Bewertung:

Leigh Fondakowskis Buch „Geschichten aus Jonestown“ ist eine zutiefst fesselnde Erforschung der Jonestown-Tragödie, die sich auf die Berichte der Überlebenden und die komplexen menschlichen Erfahrungen hinter dem Ereignis konzentriert. Während viele Rezensionen das Buch für seine aufschlussreiche, gut recherchierte und persönliche Erzählweise loben, warnen einige Leser vor möglichen Verzerrungen und Ungenauigkeiten aufgrund des schauspielerischen Hintergrunds der Autorin.
Vorteile:⬤ Bemerkenswerte Wissenschaftlichkeit und fesselnde Erzählweise.
⬤ Enthält wortwörtliche Berichte von Überlebenden, die dem Buch Tiefe und Authentizität verleihen.
⬤ Vermittelt ein differenziertes Verständnis der Komplexität der Jonestown-Tragödie.
⬤ Fesselnde und zum Nachdenken anregende Reflexionen über menschliche Überzeugungen und das Potenzial für Gut und Böse.
⬤ Ideal für Leser, die tiefer in einzelne Geschichten und die Folgen der Tragödie eintauchen wollen.
⬤ Einige Leser äußern Bedenken hinsichtlich der Objektivität des Autors und möglicher Ausschmückungen für einen dramatischen Effekt.
⬤ Einige faktische Ungenauigkeiten in Bezug auf wichtige Details des Jonestown-Ereignisses wurden festgestellt.

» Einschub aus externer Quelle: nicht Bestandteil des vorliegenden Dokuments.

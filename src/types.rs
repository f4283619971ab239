/// Column description reported by a result set.
#[derive(Clone, Debug, PartialEq, Eq)]
pub struct Col {
    pub name: String,
    /// Declared SQL type name (`INT`, `VARCHAR(32)`, ...), when the driver reports one.
    pub decltype: Option<String>,
}

impl Col {
    /// Creates a column without a declared type.
    pub fn new(name: impl Into<String>) -> Self {
        Self {
            name: name.into(),
            decltype: None,
        }
    }

    /// Creates a column with a declared SQL type.
    pub fn typed(name: impl Into<String>, decltype: impl Into<String>) -> Self {
        Self {
            name: name.into(),
            decltype: Some(decltype.into()),
        }
    }
}

impl From<&str> for Col {
    fn from(name: &str) -> Self {
        Self::new(name)
    }
}

impl From<String> for Col {
    fn from(name: String) -> Self {
        Self::new(name)
    }
}

impl<N: Into<String>, T: Into<String>> From<(N, T)> for Col {
    fn from((name, decltype): (N, T)) -> Self {
        Self::typed(name, decltype)
    }
}
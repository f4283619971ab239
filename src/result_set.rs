use std::future::Future;

use crate::{error::BoxError, Cell, Col};

/// A row-streamed, column-described query result consumed by the encoder.
///
/// Implementations wrap a driver cursor. Cells must be scanned in their raw
/// textual wire encoding, with SQL NULL reported as [`Cell::Null`].
pub trait ResultSet {
    /// Column names, in result order. Names need not be unique.
    fn column_names(&self) -> Result<Vec<String>, BoxError>;

    /// Declared SQL type per column, aligned with [`ResultSet::column_names`].
    fn column_decltypes(&self) -> Result<Option<Vec<Option<String>>>, BoxError> {
        Ok(None)
    }

    /// Advances to the next row. `Ok(false)` once the rows are exhausted.
    fn next(&mut self) -> Result<bool, BoxError>;

    /// Copies the current row into `cells`, one per column.
    fn scan_raw_cells(&mut self, cells: &mut [Cell]) -> Result<(), BoxError>;

    /// `true` when the result set can no longer be read.
    fn is_closed(&self) -> bool {
        false
    }

    fn close(&mut self) {}
}

/// Async counterpart of [`ResultSet`]: row fetches may suspend on I/O.
pub trait AsyncResultSet: Send {
    fn column_names(&self) -> Result<Vec<String>, BoxError>;

    fn column_decltypes(&self) -> Result<Option<Vec<Option<String>>>, BoxError> {
        Ok(None)
    }

    fn next(&mut self) -> impl Future<Output = Result<bool, BoxError>> + Send;

    fn scan_raw_cells(&mut self, cells: &mut [Cell]) -> Result<(), BoxError>;

    fn is_closed(&self) -> bool {
        false
    }

    fn close(&mut self) -> impl Future<Output = ()> + Send {
        async {}
    }
}

/// Joins column names with their declared types.
pub(crate) fn zip_columns(
    names: Vec<String>,
    decltypes: Option<Vec<Option<String>>>,
) -> Result<Vec<Col>, BoxError> {
    let Some(decltypes) = decltypes else {
        return Ok(names.into_iter().map(Col::new).collect());
    };

    if decltypes.len() != names.len() {
        return Err(format!(
            "column type count mismatch: {} names, {} declared types",
            names.len(),
            decltypes.len()
        )
        .into());
    }

    Ok(names
        .into_iter()
        .zip(decltypes)
        .map(|(name, decltype)| Col { name, decltype })
        .collect())
}

/// Result set over rows held in memory.
///
/// Useful for replaying canned results and for feeding rows that were
/// already fetched by other means.
#[derive(Clone, Debug, Default, PartialEq)]
pub struct MemoryResultSet {
    cols: Vec<Col>,
    rows: Vec<Vec<Cell>>,
    /// Index of the current row plus one; zero before the first `next`.
    position: usize,
    closed: bool,
}

impl MemoryResultSet {
    pub fn new<I, C>(cols: I, rows: Vec<Vec<Cell>>) -> Self
    where
        I: IntoIterator<Item = C>,
        C: Into<Col>,
    {
        Self {
            cols: cols.into_iter().map(Into::into).collect(),
            rows,
            position: 0,
            closed: false,
        }
    }

    pub fn cols(&self) -> &[Col] {
        &self.cols
    }

    fn names(&self) -> Vec<String> {
        self.cols.iter().map(|col| col.name.clone()).collect()
    }

    fn decltypes(&self) -> Option<Vec<Option<String>>> {
        self.cols
            .iter()
            .any(|col| col.decltype.is_some())
            .then(|| self.cols.iter().map(|col| col.decltype.clone()).collect())
    }

    fn advance(&mut self) -> Result<bool, BoxError> {
        if self.closed {
            return Err("result set is closed".into());
        }
        if self.position >= self.rows.len() {
            return Ok(false);
        }
        self.position += 1;
        Ok(true)
    }

    fn scan(&self, cells: &mut [Cell]) -> Result<(), BoxError> {
        let row = self
            .position
            .checked_sub(1)
            .and_then(|index| self.rows.get(index))
            .ok_or("scan called without a current row")?;

        if row.len() != cells.len() {
            return Err(format!(
                "row {} has {} cells, expected {}",
                self.position - 1,
                row.len(),
                cells.len()
            )
            .into());
        }

        cells.clone_from_slice(row);
        Ok(())
    }
}

impl ResultSet for MemoryResultSet {
    fn column_names(&self) -> Result<Vec<String>, BoxError> {
        Ok(self.names())
    }

    fn column_decltypes(&self) -> Result<Option<Vec<Option<String>>>, BoxError> {
        Ok(self.decltypes())
    }

    fn next(&mut self) -> Result<bool, BoxError> {
        self.advance()
    }

    fn scan_raw_cells(&mut self, cells: &mut [Cell]) -> Result<(), BoxError> {
        self.scan(cells)
    }

    fn is_closed(&self) -> bool {
        self.closed
    }

    fn close(&mut self) {
        self.closed = true;
    }
}

impl AsyncResultSet for MemoryResultSet {
    fn column_names(&self) -> Result<Vec<String>, BoxError> {
        Ok(self.names())
    }

    fn column_decltypes(&self) -> Result<Option<Vec<Option<String>>>, BoxError> {
        Ok(self.decltypes())
    }

    async fn next(&mut self) -> Result<bool, BoxError> {
        self.advance()
    }

    fn scan_raw_cells(&mut self, cells: &mut [Cell]) -> Result<(), BoxError> {
        self.scan(cells)
    }

    fn is_closed(&self) -> bool {
        self.closed
    }

    async fn close(&mut self) {
        self.closed = true;
    }
}

#[cfg(test)]
mod tests {
    use super::{zip_columns, MemoryResultSet, ResultSet};
    use crate::{Cell, Col};

    #[test]
    fn zip_columns_without_types() {
        let cols = zip_columns(vec!["a".to_owned(), "b".to_owned()], None)
            .expect("must zip");
        assert_eq!(cols, vec![Col::new("a"), Col::new("b")]);
    }

    #[test]
    fn zip_columns_rejects_mismatched_types() {
        let err = zip_columns(vec!["a".to_owned()], Some(vec![None, None]))
            .expect_err("must fail");
        assert!(err.to_string().contains("mismatch"));
    }

    #[test]
    fn memory_rows_iterate_in_order() {
        let mut rows = MemoryResultSet::new(
            [("id", "INT")],
            vec![vec![Cell::text("1")], vec![Cell::text("2")]],
        );
        let mut cells = vec![Cell::Null];

        assert!(ResultSet::scan_raw_cells(&mut rows, &mut cells).is_err());

        assert!(ResultSet::next(&mut rows).expect("must advance"));
        ResultSet::scan_raw_cells(&mut rows, &mut cells).expect("must scan");
        assert_eq!(cells, vec![Cell::text("1")]);

        assert!(ResultSet::next(&mut rows).expect("must advance"));
        ResultSet::scan_raw_cells(&mut rows, &mut cells).expect("must scan");
        assert_eq!(cells, vec![Cell::text("2")]);

        assert!(!ResultSet::next(&mut rows).expect("must report end"));
    }

    #[test]
    fn memory_rows_report_decltypes_only_when_present() {
        let untyped = MemoryResultSet::new(["a"], vec![]);
        assert_eq!(ResultSet::column_decltypes(&untyped).expect("ok"), None);

        let typed = MemoryResultSet::new([Col::typed("a", "INT"), Col::new("b")], vec![]);
        assert_eq!(
            ResultSet::column_decltypes(&typed).expect("ok"),
            Some(vec![Some("INT".to_owned()), None])
        );
    }

    #[test]
    fn closed_memory_rows_refuse_to_advance() {
        let mut rows = MemoryResultSet::new(["a"], vec![vec![Cell::text("x")]]);
        ResultSet::close(&mut rows);
        assert!(ResultSet::is_closed(&rows));
        assert!(ResultSet::next(&mut rows).is_err());
    }
}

⬤ Die positiven Aspekte des Peoples Temple werden möglicherweise überbetont.
⬤ Einige Rezensionen erwähnen einen Mangel an neuen Informationen im Vergleich zu anderen Quellen zu diesem Thema.
(basierend auf 29 Leserbewertungen)
Stories from Jonestown
Die Geschichte von Jonestown endete nicht an dem Tag im November 1978, als mehr als neunhundert Amerikaner bei einem Massenmord-Selbstmord im Dschungel von Guyana starben. Während nur eine Handvoll Menschen, die bei dem landwirtschaftlichen Projekt anwesend waren, diesen Tag in Jonestown überlebten, befanden sich mehr als achtzig Mitglieder des Peoples Temple unter der Leitung von Jim Jones an diesem Tag anderswo in Guyana, und Tausende weitere Mitglieder der Bewegung lebten noch in Kalifornien. Die Emmy-nominierte Autorin Leigh Fondakowski, die vor allem durch ihre Arbeit an dem Theaterstück und dem HBO-Film The Laramie Project bekannt ist, reiste drei Jahre lang durch die Vereinigten Staaten, um diese Überlebenden zu interviewen, von denen viele nie öffentlich über die Tragödie gesprochen haben. Anhand von mehr als zweihundert Stunden Interviewmaterial erstellt Fondakowski intime Porträts dieser Überlebenden, die ihre unvergesslichen Geschichten erzählen.
Insgesamt ist dies ein Bericht über gewöhnliche Menschen, die als Sektierer stigmatisiert wurden und die nach dem Massaker von Jonestown mit ihrer Trauer fertig werden, ihr Leben neu ordnen und versuchen mussten, sich darüber klar zu werden, wie eine Bewegung, die aus einem Evangelium der rassischen und sozialen Gerechtigkeit geboren wurde, so schrecklich schief gehen konnte - und dabei das Leben ihrer Söhne und Töchter, Ehemänner und Ehefrauen, Väter und Mütter und Brüder und Schwestern mit sich nahm. Wenn diese Überlebenden zurückblicken, erfahren wir, was sie dazu gebracht hat, sich der Peoples-Temple-Bewegung anzuschließen, wie das Leben in der Kirche aussah und wie das Trauma des Endes von Jonestown ihr Leben noch Jahrzehnte später beeinflusst.
Es entstehen Schilderungen, die sowohl erschütternd als auch hoffnungsvoll sind - von unvorstellbarer Traurigkeit, Schuld und Scham, aber auch von Widerstandskraft und Erlösung. Fondakowski verwebt ihre eigene künstlerische Entdeckungsreise mit einem fesselnden historischen Kontext und liefert mit Einfühlungsvermögen und Klarheit eine der fesselndsten, bewegendsten und menschlichsten Darstellungen von Jonestown, die je geschrieben wurden.